I’m a member of a very liberal UMC congregation, and we’re pretty disgusted by the actions and words of many conservative Christians.

It is worshipped as an idol, not a book with actual words to be studied, understood, or even applied to one’s life. Well the harsh negative things are to be forcefully applied to other people’s lives, preferably by the government.

If my club was co-opted by a bunch of nutbags, I’d find a new club or just quit that hobby. Who would want to be associated with something so diametrically opposed to what their club believes?

And I say that as someone who left a group I was part of for over a decade (search and rescue). It was taken over by a few that wanted it to be a militia group and pushed that until they had alienated all the normal folks. It was a group directly under the county sheriff…and I can see now how elected country sheriffs draw the nutbags.

I had a long post typed, but it was verging into Pit material. Let me just say instead that Jesus, the Bible, and doctrine are irrelevant. All that matters is being in the in-group and driving away and punishing the “demons” outside. The few who genuinely believe in Jesus’s teachings (insofar as they have actually been taught them) also tend to be the most indoctrinated, and hence, the ones most afraid of losing the safety of the tribe, so they mostly don’t push back.

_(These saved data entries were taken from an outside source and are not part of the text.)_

use crate::metadata::{
    generics::GenericParamRc,
    typesystem::{CilPrimitiveKind, CilTypeRc, CilTypeRef},
};

/// Rendered in place of a type whose definition has already been dropped
const UNRESOLVED: &str = "<unresolved>";

/// A type as used by a field, parameter, return value or generic argument
#[derive(Debug, Clone, Default)]
pub enum TypeSignature {
    #[default]
    /// Not defined
    Unknown,
    /// void
    Void,
    /// bool
    Boolean,
    /// char
    Char,
    /// signed 8bit integer
    I1,
    /// unsigned 8bit integer
    U1,
    /// signed 16bit integer
    I2,
    /// unsigned 16bit integer
    U2,
    /// signed 32bit integer
    I4,
    /// unsigned 32bit integer
    U4,
    /// signed 64bit integer
    I8,
    /// unsigned 64bit integer
    U8,
    /// 32bit floating-point
    R4,
    /// 64bit floating-point
    R8,
    /// signed integer, sized to executing platform
    I,
    /// unsigned integer, sized to executing platform
    U,
    /// System.String
    String,
    /// System.Object
    Object,
    /// A class or value type, referenced by identity
    Type(CilTypeRef),
    /// Generic type and its arguments
    GenericInst {
        /// The open generic definition
        definition: CilTypeRef,
        /// One argument per generic parameter of `definition`
        arguments: Vec<TypeSignature>,
    },
    /// Generic parameter of a type or method
    GenericParam(GenericParamRc),
    /// A pointer to a type
    Ptr(Box<TypeSignature>),
    /// Type by reference
    ByRef(Box<TypeSignature>),
    /// Single dimension, zero-based array
    SzArray(Box<TypeSignature>),
    /// Multi dimensional array
    Array {
        /// Element type
        element: Box<TypeSignature>,
        /// Number of dimensions
        rank: u32,
    },
}

impl TypeSignature {
    /// Build the signature of a built-in type
    #[must_use]
    pub fn from_primitive(kind: CilPrimitiveKind) -> Self {
        match kind {
            CilPrimitiveKind::Void => TypeSignature::Void,
            CilPrimitiveKind::Boolean => TypeSignature::Boolean,
            CilPrimitiveKind::Char => TypeSignature::Char,
            CilPrimitiveKind::I1 => TypeSignature::I1,
            CilPrimitiveKind::U1 => TypeSignature::U1,
            CilPrimitiveKind::I2 => TypeSignature::I2,
            CilPrimitiveKind::U2 => TypeSignature::U2,
            CilPrimitiveKind::I4 => TypeSignature::I4,
            CilPrimitiveKind::U4 => TypeSignature::U4,
            CilPrimitiveKind::I8 => TypeSignature::I8,
            CilPrimitiveKind::U8 => TypeSignature::U8,
            CilPrimitiveKind::R4 => TypeSignature::R4,
            CilPrimitiveKind::R8 => TypeSignature::R8,
            CilPrimitiveKind::I => TypeSignature::I,
            CilPrimitiveKind::U => TypeSignature::U,
            CilPrimitiveKind::Object => TypeSignature::Object,
            CilPrimitiveKind::String => TypeSignature::String,
        }
    }

    /// Returns the built-in type this signature encodes, if any
    #[must_use]
    pub fn primitive_kind(&self) -> Option<CilPrimitiveKind> {
        match self {
            TypeSignature::Void => Some(CilPrimitiveKind::Void),
            TypeSignature::Boolean => Some(CilPrimitiveKind::Boolean),
            TypeSignature::Char => Some(CilPrimitiveKind::Char),
            TypeSignature::I1 => Some(CilPrimitiveKind::I1),
            TypeSignature::U1 => Some(CilPrimitiveKind::U1),
            TypeSignature::I2 => Some(CilPrimitiveKind::I2),
            TypeSignature::U2 => Some(CilPrimitiveKind::U2),
            TypeSignature::I4 => Some(CilPrimitiveKind::I4),
            TypeSignature::U4 => Some(CilPrimitiveKind::U4),
            TypeSignature::I8 => Some(CilPrimitiveKind::I8),
            TypeSignature::U8 => Some(CilPrimitiveKind::U8),
            TypeSignature::R4 => Some(CilPrimitiveKind::R4),
            TypeSignature::R8 => Some(CilPrimitiveKind::R8),
            TypeSignature::I => Some(CilPrimitiveKind::I),
            TypeSignature::U => Some(CilPrimitiveKind::U),
            TypeSignature::Object => Some(CilPrimitiveKind::Object),
            TypeSignature::String => Some(CilPrimitiveKind::String),
            _ => None,
        }
    }

    /// Canonical textual name of the type
    ///
    /// Built-in types render with their `System.*` name, definitions with their full name
    /// (`Outer/Inner` for nested types), generic instances as `Name`1<Arg>`, generic parameters
    /// by their declared name, and constructions with `*`, `&`, `[]` or `[,]` suffixes.
    #[must_use]
    pub fn full_name(&self) -> String {
        if let Some(kind) = self.primitive_kind() {
            return kind.fullname().to_string();
        }

        match self {
            TypeSignature::Type(reference) => reference
                .fullname()
                .unwrap_or_else(|| UNRESOLVED.to_string()),
            TypeSignature::GenericInst {
                definition,
                arguments,
            } => {
                let arguments: Vec<String> =
                    arguments.iter().map(TypeSignature::full_name).collect();
                format!(
                    "{}<{}>",
                    definition
                        .fullname()
                        .unwrap_or_else(|| UNRESOLVED.to_string()),
                    arguments.join(",")
                )
            }
            TypeSignature::GenericParam(param) => param.name.clone(),
            TypeSignature::Ptr(inner) => format!("{}*", inner.full_name()),
            TypeSignature::ByRef(inner) => format!("{}&", inner.full_name()),
            TypeSignature::SzArray(inner) => format!("{}[]", inner.full_name()),
            TypeSignature::Array { element, rank } => format!(
                "{}[{}]",
                element.full_name(),
                ",".repeat(rank.saturating_sub(1) as usize)
            ),
            _ => UNRESOLVED.to_string(),
        }
    }

    /// The definition this signature names or instantiates
    #[must_use]
    pub fn definition(&self) -> Option<CilTypeRc> {
        match self {
            TypeSignature::Type(reference)
            | TypeSignature::GenericInst {
                definition: reference,
                ..
            } => reference.upgrade(),
            _ => None,
        }
    }

    /// Returns true if this is a plain reference to exactly `ty` (identity, not by name)
    #[must_use]
    pub fn is_type(&self, ty: &CilTypeRc) -> bool {
        matches!(self, TypeSignature::Type(reference) if reference.points_to(ty))
    }

    /// The generic arguments of an instantiation; empty for every other signature
    #[must_use]
    pub fn generic_arguments(&self) -> &[TypeSignature] {
        match self {
            TypeSignature::GenericInst { arguments, .. } => arguments,
            _ => &[],
        }
    }
}
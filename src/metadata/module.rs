//! Module definitions: the unit that owns a set of types.
//!
//! A [`ModuleDefinition`] is used both for the stripped input module, which is filled once
//! and then only read, and for the output module, which gains types while the rewrite
//! contexts are created. Types are kept in insertion order next to two indices: by token
//! and by full name.

use std::{
    collections::HashMap,
    sync::{Arc, Mutex},
};

use crossbeam_skiplist::SkipMap;
use dashmap::DashMap;

use crate::{
    metadata::{
        token::{Token, TokenTable},
        typesystem::{CilTypeList, CilTypeRc},
    },
    Error::DuplicateType,
    Result,
};

/// A reference-counted pointer to a `ModuleDefinition`
pub type ModuleDefRc = Arc<ModuleDefinition>;

/// A module and the types it defines
pub struct ModuleDefinition {
    /// Module name, e.g. `Assembly-CSharp.dll`
    pub name: String,
    /// Simple name of the defining assembly, e.g. `Assembly-CSharp`
    pub assembly_name: String,
    types: CilTypeList,
    by_token: SkipMap<Token, CilTypeRc>,
    by_fullname: DashMap<String, CilTypeRc>,
    next_rows: Mutex<HashMap<u8, u32>>,
}

impl ModuleDefinition {
    /// Create an empty module
    ///
    /// ## Arguments
    /// * 'name'          - The module name
    /// * 'assembly_name' - Simple name of the defining assembly
    pub fn new(name: &str, assembly_name: &str) -> Self {
        ModuleDefinition {
            name: name.to_string(),
            assembly_name: assembly_name.to_string(),
            types: Arc::new(boxcar::Vec::new()),
            by_token: SkipMap::new(),
            by_fullname: DashMap::new(),
            next_rows: Mutex::new(HashMap::new()),
        }
    }

    /// Register a type with this module
    ///
    /// Token allocation is bumped past the type's row, so types inserted with explicit tokens
    /// and tokens handed out by [`ModuleDefinition::allocate_token`] never collide.
    ///
    /// # Errors
    /// Returns [`crate::Error::DuplicateType`] if a type with the same token already exists.
    pub fn insert(&self, ty: CilTypeRc) -> Result<()> {
        if self.by_token.contains_key(&ty.token) {
            return Err(DuplicateType(ty.token));
        }

        self.reserve(ty.token)?;
        self.by_token.insert(ty.token, ty.clone());
        self.by_fullname.insert(ty.fullname(), ty.clone());
        self.types.push(ty);
        Ok(())
    }

    /// Hand out the next free token of `table`
    ///
    /// # Errors
    /// Returns [`crate::Error::LockError`] if the allocator lock is poisoned.
    pub fn allocate_token(&self, table: u8) -> Result<Token> {
        let mut rows = lock!(self.next_rows);
        let row = rows.entry(table).or_insert(1);
        let token = Token::from_parts(table, *row);
        *row += 1;
        Ok(token)
    }

    fn reserve(&self, token: Token) -> Result<()> {
        let mut rows = lock!(self.next_rows);
        let row = rows.entry(token.table()).or_insert(1);
        if *row <= token.row() {
            *row = token.row() + 1;
        }
        Ok(())
    }

    /// Look up a type by token
    pub fn get(&self, token: &Token) -> Option<CilTypeRc> {
        self.by_token.get(token).map(|entry| entry.value().clone())
    }

    /// Look up a type by full name (`Namespace.Name`, `Outer/Inner`)
    pub fn get_by_fullname(&self, fullname: &str) -> Option<CilTypeRc> {
        self.by_fullname
            .get(fullname)
            .map(|entry| entry.value().clone())
    }

    /// Find the first type with the given namespace and simple name
    pub fn find_by_name(&self, namespace: &str, name: &str) -> Option<CilTypeRc> {
        self.types
            .iter()
            .map(|(_, ty)| ty)
            .find(|ty| ty.namespace == namespace && ty.name == name)
            .cloned()
    }

    /// Iterate over all types in insertion order
    pub fn types(&self) -> impl Iterator<Item = &CilTypeRc> {
        self.types.iter().map(|(_, ty)| ty)
    }

    /// Number of registered types
    pub fn len(&self) -> usize {
        self.types.count()
    }

    /// Returns true if no type was registered yet
    pub fn is_empty(&self) -> bool {
        self.types.count() == 0
    }

    /// Hand out the next free `TypeDef` token
    ///
    /// # Errors
    /// Returns [`crate::Error::LockError`] if the allocator lock is poisoned.
    pub fn allocate_type_token(&self) -> Result<Token> {
        self.allocate_token(TokenTable::TYPE_DEF)
    }
}

impl std::fmt::Debug for ModuleDefinition {
    fn fmt(&self, f: &mut std::fmt::Formatter<'_>) -> std::fmt::Result {
        f.debug_struct("ModuleDefinition")
            .field("name", &self.name)
            .field("assembly_name", &self.assembly_name)
            .field("types", &self.len())
            .finish_non_exhaustive()
    }
}

#[cfg(test)]
mod tests {
    use super::*;
    use crate::{test::create_class, Error};

    #[test]
    fn test_insert_and_lookup() {
        let module = ModuleDefinition::new("Assembly-CSharp.dll", "Assembly-CSharp");
        let player = create_class(5, "Game", "Player");
        module.insert(player.clone()).unwrap();

        assert_eq!(module.len(), 1);
        assert!(Arc::ptr_eq(&module.get(&player.token).unwrap(), &player));
        assert!(Arc::ptr_eq(
            &module.get_by_fullname("Game.Player").unwrap(),
            &player
        ));
        assert!(module.find_by_name("Game", "Player").is_some());
        assert!(module.find_by_name("", "Player").is_none());
    }

    #[test]
    fn test_duplicate_token() {
        let module = ModuleDefinition::new("Assembly-CSharp.dll", "Assembly-CSharp");
        module.insert(create_class(5, "Game", "Player")).unwrap();

        let result = module.insert(create_class(5, "Game", "Enemy"));
        assert!(matches!(result, Err(Error::DuplicateType(token)) if token.row() == 5));
        assert_eq!(module.len(), 1);
    }

    #[test]
    fn test_allocation_skips_inserted_rows() {
        let module = ModuleDefinition::new("Assembly-CSharp.dll", "Assembly-CSharp");
        module.insert(create_class(3, "Game", "Player")).unwrap();

        let token = module.allocate_type_token().unwrap();
        assert_eq!(token.table(), TokenTable::TYPE_DEF);
        assert_eq!(token.row(), 4);

        let field = module.allocate_token(TokenTable::FIELD).unwrap();
        assert_eq!(field.row(), 1);
        assert_eq!(module.allocate_token(TokenTable::FIELD).unwrap().row(), 2);
    }

    #[test]
    fn test_types_in_insertion_order() {
        let module = ModuleDefinition::new("Assembly-CSharp.dll", "Assembly-CSharp");
        module.insert(create_class(9, "Game", "B")).unwrap();
        module.insert(create_class(2, "Game", "A")).unwrap();

        let names: Vec<&str> = module.types().map(|ty| ty.name.as_str()).collect();
        assert_eq!(names, vec!["B", "A"]);
    }
}
//! Method attribute flags.
//!
//! The raw 2-byte `MethodAttributes` bitmask (ECMA-335 §II.23.1.10) is split into logical
//! groups: the member access level, which is a 3-bit enumeration rather than a set of flags,
//! and the remaining modifier bits.

use bitflags::bitflags;

/// Bitmask for the member access level
pub const METHOD_ACCESS_MASK: u32 = 0x0007;
/// Bitmask for the vtable layout bit
pub const METHOD_VTABLE_LAYOUT_MASK: u32 = 0x0100;

bitflags! {
    #[derive(Debug, Clone, Copy, PartialEq, Eq)]
    /// Method access flags
    pub struct MethodAccessFlags: u32 {
        /// Member not referenceable
        const COMPILER_CONTROLLED = 0x0000;
        /// Accessible only by the parent type
        const PRIVATE = 0x0001;
        /// Accessible by sub-types only in this Assembly
        const FAM_AND_ASSEM = 0x0002;
        /// Accessibly by anyone in the Assembly
        const ASSEM = 0x0003;
        /// Accessible only by type and sub-types
        const FAMILY = 0x0004;
        /// Accessibly by sub-types anywhere, plus anyone in assembly
        const FAM_OR_ASSEM = 0x0005;
        /// Accessibly by anyone who has visibility to this scope
        const PUBLIC = 0x0006;
    }
}

impl MethodAccessFlags {
    /// Extract access flags from raw method attributes
    #[must_use]
    pub fn from_method_flags(flags: u32) -> Self {
        let access = flags & METHOD_ACCESS_MASK;
        Self::from_bits_truncate(access)
    }

    /// The access level as it appears in generated member names
    ///
    /// The access level is an enumeration, so the combined bits are compared as a whole.
    #[must_use]
    pub fn name(&self) -> &'static str {
        match self.bits() {
            0x0001 => "Private",
            0x0002 => "PrivateProtected",
            0x0003 => "Internal",
            0x0004 => "Protected",
            0x0005 => "ProtectedInternal",
            0x0006 => "Public",
            _ => "CompilerControlled",
        }
    }
}

bitflags! {
    #[derive(Debug, Clone, Copy, PartialEq, Eq)]
    /// Method modifiers and properties
    pub struct MethodModifiers: u32 {
        /// Defined on type, else per instance
        const STATIC = 0x0010;
        /// Method cannot be overridden
        const FINAL = 0x0020;
        /// Method is virtual
        const VIRTUAL = 0x0040;
        /// Method hides by name+sig, else just by name
        const HIDE_BY_SIG = 0x0080;
        /// Method can only be overriden if also accessible
        const STRICT = 0x0200;
        /// Method does not provide an implementation
        const ABSTRACT = 0x0400;
        /// Method is special
        const SPECIAL_NAME = 0x0800;
        /// CLI provides 'special' behavior, dpending upon the name of the method
        const RTSPECIAL_NAME = 0x1000;
        /// Implementation is forwarded through PInvoke
        const PINVOKE_IMPL = 0x2000;
    }
}

impl MethodModifiers {
    /// Extract method modifiers from raw method attributes
    #[must_use]
    pub fn from_method_flags(flags: u32) -> Self {
        let modifiers = flags & !METHOD_ACCESS_MASK & !METHOD_VTABLE_LAYOUT_MASK;
        Self::from_bits_truncate(modifiers)
    }
}

#[cfg(test)]
mod tests {
    use super::*;

    #[test]
    fn test_split_flags() {
        // public static hidebysig specialname
        let raw = 0x0006 | 0x0010 | 0x0080 | 0x0800 | 0x0100;

        let access = MethodAccessFlags::from_method_flags(raw);
        assert_eq!(access, MethodAccessFlags::PUBLIC);
        assert_eq!(access.name(), "Public");

        let modifiers = MethodModifiers::from_method_flags(raw);
        assert!(modifiers.contains(MethodModifiers::STATIC));
        assert!(modifiers.contains(MethodModifiers::HIDE_BY_SIG));
        assert!(modifiers.contains(MethodModifiers::SPECIAL_NAME));
        assert!(!modifiers.contains(MethodModifiers::VIRTUAL));
    }

    #[test]
    fn test_access_names() {
        assert_eq!(MethodAccessFlags::PRIVATE.name(), "Private");
        assert_eq!(MethodAccessFlags::FAMILY.name(), "Protected");
        assert_eq!(MethodAccessFlags::ASSEM.name(), "Internal");
        assert_eq!(MethodAccessFlags::COMPILER_CONTROLLED.name(), "CompilerControlled");
    }
}
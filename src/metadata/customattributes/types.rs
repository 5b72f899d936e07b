//! CustomAttribute-specific types and data structures.
//!
//! An attribute is identified by the constructor it invokes; its payload is the list of
//! positional constructor arguments followed by named field and property assignments.

use std::sync::Arc;

use crate::metadata::signatures::MethodReference;

/// A reference-counted pointer to a `CustomAttribute`
pub type CustomAttributeRc = Arc<CustomAttribute>;
/// A vector that holds a list of `CustomAttribute` instances for storage on parent objects
pub type CustomAttributeList = Arc<boxcar::Vec<CustomAttributeRc>>;

/// One custom attribute applied to a type or member
#[derive(Debug, Clone)]
pub struct CustomAttribute {
    /// The attribute constructor
    pub constructor: MethodReference,
    /// Fixed arguments from the constructor signature
    pub fixed_args: Vec<CustomAttributeArgument>,
    /// Named arguments (fields and properties)
    pub named_args: Vec<CustomAttributeNamedArgument>,
}

impl CustomAttribute {
    /// Create an attribute without arguments
    pub fn new(constructor: MethodReference) -> Self {
        CustomAttribute {
            constructor,
            fixed_args: Vec::new(),
            named_args: Vec::new(),
        }
    }

    /// Simple name of the attribute type, e.g. `TokenAttribute`
    pub fn type_name(&self) -> String {
        match self.constructor.declaring_type.definition() {
            Some(declaring) => declaring.name.clone(),
            None => {
                let fullname = self.constructor.declaring_type.full_name();
                match fullname.rsplit_once(['.', '/']) {
                    Some((_, name)) => name.to_string(),
                    None => fullname,
                }
            }
        }
    }

    /// Find a named argument (field or property assignment) by name
    pub fn named_arg(&self, name: &str) -> Option<&CustomAttributeNamedArgument> {
        self.named_args.iter().find(|arg| arg.name == name)
    }
}

/// Represents a single custom attribute argument value
#[derive(Debug, Clone, PartialEq)]
pub enum CustomAttributeArgument {
    /// Boolean value
    Bool(bool),
    /// Signed 32-bit integer
    I4(i32),
    /// Unsigned 32-bit integer
    U4(u32),
    /// Signed 64-bit integer
    I8(i64),
    /// UTF-8 string
    String(String),
    /// Type reference (as string)
    Type(String),
    /// Array of arguments
    Array(Vec<CustomAttributeArgument>),
}

impl CustomAttributeArgument {
    /// The string payload, if this is a string argument
    pub fn as_str(&self) -> Option<&str> {
        match self {
            CustomAttributeArgument::String(value) => Some(value),
            _ => None,
        }
    }

    /// The value as unsigned 32-bit integer, if it is an integer argument that fits
    pub fn as_u32(&self) -> Option<u32> {
        match self {
            CustomAttributeArgument::U4(value) => Some(*value),
            CustomAttributeArgument::I4(value) => u32::try_from(*value).ok(),
            CustomAttributeArgument::I8(value) => u32::try_from(*value).ok(),
            _ => None,
        }
    }
}

/// Represents a named argument (field or property) in a custom attribute
#[derive(Debug, Clone)]
pub struct CustomAttributeNamedArgument {
    /// Whether this is a field (true) or property (false)
    pub is_field: bool,
    /// Name of the field or property
    pub name: String,
    /// Full name of the argument type
    pub arg_type: String,
    /// Value of the argument
    pub value: CustomAttributeArgument,
}

impl CustomAttributeNamedArgument {
    /// Create a named field assignment
    pub fn field(name: &str, arg_type: String, value: CustomAttributeArgument) -> Self {
        CustomAttributeNamedArgument {
            is_field: true,
            name: name.to_string(),
            arg_type,
            value,
        }
    }

    /// Create a named property assignment
    pub fn property(name: &str, arg_type: String, value: CustomAttributeArgument) -> Self {
        CustomAttributeNamedArgument {
            is_field: false,
            name: name.to_string(),
            arg_type,
            value,
        }
    }
}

They don’t want a moral leader, or even one who believes in what their religion says. They want a demagogue who will reassure them that they are “in” and do bad things to those who are “out”, because that makes the tiny child inside them who had nightmares after their preacher’s hellfire & brimstone sermons feel safe.

Have all evangelical churches been taken over by nutbags? I know the leadership of certain denominations are pretty hateful, but I’m wondering if that means each individual church within that denomination has been taken over, or, if not, whether they’re all following the commands from HQ.

What’s being “co-opted”?

This isn’t a political party that elected a new leader, or a corporation being taken over by a new CEO. It’s set of beliefs, and some people who share those beliefs are assholes, some aren’t.

You don’t suddenly change your belief system because some jerks proclaim they believe the same thing. That’s ludicrous. You have a very strange idea of how religion works.

By the way, it’s very common for people who share the same core beliefs to diverge from each other on something important. That’s how denominations come to exist in the first place.